Why Startup Thinking Can Benefit Large Enterprises
Startup businesses are exciting places to work. They’re known for speed-to-market, lack of bureaucracy, and success on a shoestring. Of course, beyond the romance, there’s also the reality: many startups have reputations for burning people out or blowing up altogether.
But what can today’s established companies learn from the successes of startups?
In my role at Northwestern Mutual, I’ve weighed this question carefully. Having spent several years at startups, I felt I had a good handle on what it took to be successful in a fast-paced, entrepreneurial world. When my career shifted to Northwestern Mutual, I knew I would also have to shift my mindset to enterprise thinking. I was excited to find that so much of what I had learned (and loved) over the years at startups not only applied – but in fact could benefit – more established companies like Northwestern Mutual.

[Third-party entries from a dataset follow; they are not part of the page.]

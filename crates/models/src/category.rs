use sea_orm::entity::prelude::*;
use serde::{Deserialize, Serialize};

#[derive(Clone, Debug, PartialEq, Eq, DeriveEntityModel, Serialize, Deserialize)]
#[sea_orm(table_name = "categories")]
pub struct Model {
    #[sea_orm(primary_key)]
    pub category_id: i64,
    pub name: String,
    #[sea_orm(column_type = "Text", nullable)]
    pub description: Option<String>,
    pub is_active: bool,
}

#[derive(Copy, Clone, Debug, EnumIter)]
pub enum Relation { Services }

impl RelationTrait for Relation {
    fn def(&self) -> RelationDef {
        match self {
            Relation::Services => Entity::has_many(super::service::Entity).into(),
        }
    }
}

impl Related<super::service::Entity> for Entity {
    fn to() -> RelationDef { Relation::Services.def() }
}

impl ActiveModelBehavior for ActiveModel {}
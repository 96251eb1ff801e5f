//! Tether: keep a server-side model in sync with a remote client and let the
//! client call named operations on a server object.
//!
//! The crate has two halves that share one duplex JSON channel:
//!
//! - **Synchronization**: model types carry a [`Model`] header that tracks
//!   whether they changed since the last sync. [`DiffEncoder`] turns the
//!   model into `{"m": ...}` frames holding only what changed, including
//!   compact edit scripts for lists. [`Mirror`] replays those frames on the
//!   receiving end.
//! - **Dispatch**: a [`Remote`] type exposes operations by name. The
//!   [`Dispatcher`] decodes positional JSON arguments, invokes the operation
//!   and reports its values or error in a [`ResultMessage`].
//!
//! [`Session`] ties both to one connection at a time.
//!
//! # Example
//!
//! ```ignore
//! use std::sync::{Arc, Mutex};
//! use tether_core::{reflect_struct, Fields, Model, Node, Remote, Operations, Structure};
//!
//! #[derive(Default)]
//! struct Counter {
//!     model: Model,
//!     value: i64,
//! }
//!
//! impl Structure for Counter {
//!     fn declare(fields: &mut Fields<Self>) {
//!         fields.field("Value", |c| &c.value);
//!     }
//! }
//!
//! reflect_struct!(Counter, node = model);
//!
//! struct App {
//!     state: Arc<Mutex<Counter>>,
//! }
//!
//! impl App {
//!     fn add(&self, n: i64) -> i64 {
//!         let mut state = self.state.lock().unwrap();
//!         state.value += n;
//!         state.mark_dirty();
//!         state.value
//!     }
//! }
//!
//! impl Remote for App {
//!     fn expose(ops: &mut Operations<Self>) {
//!         ops.add("Add", App::add);
//!     }
//! }
//! ```

pub mod config;
pub mod encode;
pub mod error;
pub mod mirror;
pub mod model;
pub mod reflect;
pub mod rpc;
pub mod session;

pub use config::{EncoderConfig, ProtocolConfig, SessionConfig};
pub use encode::{encode_diff, DiffEncoder};
pub use error::{Result, TetherError};
pub use mirror::Mirror;
pub use model::{Model, ModelState, Node, Slot};
pub use reflect::{Fields, Reflect, Structure, TypeRegistry};
pub use rpc::{
    CallMessage, Dispatcher, EventMessage, Invocation, IntoOutcome, Json, Operations, Outcome,
    Remote, ResultMessage,
};
pub use session::{Session, SessionEnd, SessionHandle};
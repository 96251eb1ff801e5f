//! Error types for tether.
//!
//! Dispatch failures are reported to the client inside the result message and
//! never end a session. Encoding failures abort only the synchronization that
//! hit them.

use thiserror::Error;

/// Main error type for the tether library.
#[derive(Debug, Error)]
pub enum TetherError {
    // Dispatch errors
    #[error("Unknown operation: {name}")]
    UnknownOperation { name: String },

    #[error("Wrong number of arguments for {name}: expected {expected}, got {actual}")]
    ArityMismatch {
        name: String,
        expected: usize,
        actual: usize,
    },

    #[error("Invalid argument {index} for {name}: {source}")]
    ArgumentDecode {
        name: String,
        index: usize,
        #[source]
        source: serde_json::Error,
    },

    /// The invoked operation returned an error value. Displays the operation's
    /// own message unchanged since it travels to the client as-is.
    #[error("{0}")]
    Operation(String),

    // Encoding errors
    #[error("Unsupported type: {type_name}")]
    UnsupportedType { type_name: &'static str },

    #[error("Unsupported value: {value}")]
    UnsupportedValue { value: String },

    #[error("Encountered a cycle via {type_name}")]
    Cycle { type_name: &'static str },

    #[error("Node of type {type_name} is reachable from more than one parent")]
    SharedNode { type_name: &'static str },

    // Channel errors
    #[error("Not connected")]
    NotConnected,

    #[error("A client is already connected")]
    AlreadyConnected,

    #[error("Transport error: {message}")]
    Transport { message: String },

    // Serialization errors
    #[error("JSON error: {message}")]
    Json {
        message: String,
        #[source]
        source: Option<serde_json::Error>,
    },

    #[error("Malformed diff: {message}")]
    MalformedDiff { message: String },
}

/// Result type alias for tether operations.
pub type Result<T> = std::result::Result<T, TetherError>;

impl From<serde_json::Error> for TetherError {
    fn from(err: serde_json::Error) -> Self {
        TetherError::Json {
            message: err.to_string(),
            source: Some(err),
        }
    }
}

impl TetherError {
    pub(crate) fn malformed(message: impl Into<String>) -> Self {
        TetherError::MalformedDiff {
            message: message.into(),
        }
    }

    /// Check if this error came out of the diff encoder.
    pub fn is_encoding_error(&self) -> bool {
        matches!(
            self,
            TetherError::UnsupportedType { .. }
                | TetherError::UnsupportedValue { .. }
                | TetherError::Cycle { .. }
                | TetherError::SharedNode { .. }
        )
    }

    /// Check if this error belongs in the `e` field of a result message.
    pub fn is_dispatch_error(&self) -> bool {
        matches!(
            self,
            TetherError::UnknownOperation { .. }
                | TetherError::ArityMismatch { .. }
                | TetherError::ArgumentDecode { .. }
                | TetherError::Operation(_)
        )
    }
}
//! Wire messages exchanged with the client.

use serde::{Deserialize, Serialize};
use serde_json::Value;

/// Client request: `{"n": name, "v": [args...], "id": n}`.
#[derive(Debug, Clone, PartialEq, Serialize, Deserialize)]
pub struct Invocation {
    #[serde(rename = "n")]
    pub name: String,
    #[serde(rename = "v", default)]
    pub args: Vec<Value>,
    #[serde(default)]
    pub id: i64,
}

impl Invocation {
    pub fn new(name: impl Into<String>, args: Vec<Value>, id: i64) -> Self {
        Self {
            name: name.into(),
            args,
            id,
        }
    }
}

/// Response to one invocation: `{"v": value?, "a": [values]?, "e": error?, "id": n}`.
#[derive(Debug, Clone, Default, PartialEq, Serialize, Deserialize)]
pub struct ResultMessage {
    #[serde(rename = "v", default, skip_serializing_if = "Option::is_none")]
    pub value: Option<Value>,
    #[serde(rename = "a", default, skip_serializing_if = "Option::is_none")]
    pub array: Option<Vec<Value>>,
    #[serde(rename = "e", default, skip_serializing_if = "Option::is_none")]
    pub error: Option<String>,
    #[serde(default)]
    pub id: i64,
}

impl ResultMessage {
    /// Success with the operation's return values. One value goes in `v`,
    /// several go in `a`, none leaves both out.
    pub fn success(id: i64, mut values: Vec<Value>) -> Self {
        let (value, array) = match values.len() {
            0 => (None, None),
            1 => (values.pop(), None),
            _ => (None, Some(values)),
        };
        Self {
            value,
            array,
            error: None,
            id,
        }
    }

    pub fn failure(id: i64, error: impl Into<String>) -> Self {
        Self {
            error: Some(error.into()),
            id,
            ..Self::default()
        }
    }

    pub fn is_error(&self) -> bool {
        self.error.is_some()
    }
}

/// Server-pushed event: `{"ev": payload, "n": name}`.
#[derive(Debug, Clone, PartialEq, Serialize, Deserialize)]
pub struct EventMessage {
    #[serde(rename = "ev")]
    pub payload: Value,
    #[serde(rename = "n")]
    pub name: String,
}

/// Server-requested client function call: `{"a": [args...], "f": name}`.
#[derive(Debug, Clone, PartialEq, Serialize, Deserialize)]
pub struct CallMessage {
    #[serde(rename = "a")]
    pub args: Vec<Value>,
    #[serde(rename = "f")]
    pub function: String,
}

#[cfg(test)]
mod tests {
    use super::*;
    use serde_json::json;

    #[test]
    fn test_invocation_defaults() {
        let inv: Invocation = serde_json::from_str(r#"{"n":"goui:gui_terminated"}"#).unwrap();
        assert_eq!(inv.name, "goui:gui_terminated");
        assert!(inv.args.is_empty());
        assert_eq!(inv.id, 0);

        let inv: Invocation = serde_json::from_str(r#"{"n":"FooArr","v":[1,"x"],"id":7}"#).unwrap();
        assert_eq!(inv.args, vec![json!(1), json!("x")]);
        assert_eq!(inv.id, 7);
    }

    #[test]
    fn test_result_shapes() {
        let one = ResultMessage::success(0, vec![json!(10)]);
        assert_eq!(serde_json::to_string(&one).unwrap(), r#"{"v":10,"id":0}"#);

        let many = ResultMessage::success(3, vec![json!(1), json!(2)]);
        assert_eq!(serde_json::to_string(&many).unwrap(), r#"{"a":[1,2],"id":3}"#);

        let none = ResultMessage::success(4, Vec::new());
        assert_eq!(serde_json::to_string(&none).unwrap(), r#"{"id":4}"#);

        let null = ResultMessage::success(5, vec![Value::Null]);
        assert_eq!(serde_json::to_string(&null).unwrap(), r#"{"v":null,"id":5}"#);

        let err = ResultMessage::failure(0, "Value is negative");
        assert_eq!(
            serde_json::to_string(&err).unwrap(),
            r#"{"e":"Value is negative","id":0}"#
        );
        assert!(err.is_error());
    }

    #[test]
    fn test_push_messages() {
        let event = EventMessage {
            payload: json!({"x": 1}),
            name: "tick".into(),
        };
        assert_eq!(
            serde_json::to_string(&event).unwrap(),
            r#"{"ev":{"x":1},"n":"tick"}"#
        );

        let call = CallMessage {
            args: vec![json!("hi")],
            function: "alert".into(),
        };
        assert_eq!(serde_json::to_string(&call).unwrap(), r#"{"a":["hi"],"f":"alert"}"#);
    }
}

So if I had to boil it down, here are five secrets from my startup successes that I think all business owners should understand:
Start with talent FIRST
At big institutions, talent processes can lead to a systematic backfilling of past positions instead of creating the future. At startups, you’ll often see a much more proactive search for top talent.
Shifting to a star-search model is a big departure for a lot of enterprise companies and especially hiring managers. To discover top talent, though, you have to be proactive in every single way. It’s the responsibility of every leader.
In my experience at successful startups, more than half of managers’ time was spent looking for talent. You can’t “hope” your way to having a rock star team, and you cannot outsource it either. You have to build the pipeline and always be in a hiring mindset. It’s important to work in partnership with human resources and take an active role. YOU have to build your successful team.
Focus on ruthless prioritization
At most startups, to land your financing or to create your MVP (minimum viable product), you have to know how to quickly pivot and practice the skill of “ruthless prioritization” – the ultimate in start/stop/continue mindset. Because the question you’ll always get at a startup is, “What have you shipped for me lately?”
Many large organizations can benefit from mastering the art of saying yes to the right things and no (or “not now”) to the rest. It’s critical for leaders to create a culture that rewards ruthless prioritization and sheds the less strategic tasks.
High-performing culture must permeate everything
Audit your environment. Is it a place where teams have the tools to deliver and accountabilities are clear?
Once your employees have what they need, reward and recognize your high performers who consistently deliver outstanding outcomes, not those who get bogged down by bureaucracy, self-promotion and consensus.
All along, emphasize and ensure that your KPIs are focused on the right outcomes, not on “gaming” the numbers or just checking boxes.
Have an engineering approach to everything
Whether you’re at a scrappy startup or a legacy company, engineering should always be much more than just creating and delivering solutions. A true engineering mindset means having a passion for problem solving elegant solutions within given constraints. It’s taking an approach that pushes beyond just understanding your surroundings - to anticipate and recognize needs, define problems, collect data, and form and stress-test solutions.
Applying a sound engineering approach to organizational issues is extremely effective, and one that most startups master.
Develop radical transparency
It can be difficult to have “straight talk” if your company culture is one that favors courtesy over clarity. All business leaders should strive to develop a language and culture that embraces constructive criticism – in other words, walk the walk. Be transparent and avoid politics that big enterprises can get mired in.
Best of both worlds
Startups don’t have all the answers. In fact, many lack longevity because of their disregard for compliance, enduring processes, ability to create at mass scale, and more. But if you can integrate these five secrets of startups in your large organization, in my opinion, you can have the best of both worlds.
That’s what we’re doing at Northwestern Mutual – we’re pivoting in each of these areas to act more nimbly, to attract and keep exceptional talent, to cultivate honest conversations and more. In doing so, I know that we’re innovating and creating the future of financial security.
What else have you seen in a startup that today’s big companies should co-opt? Let me know.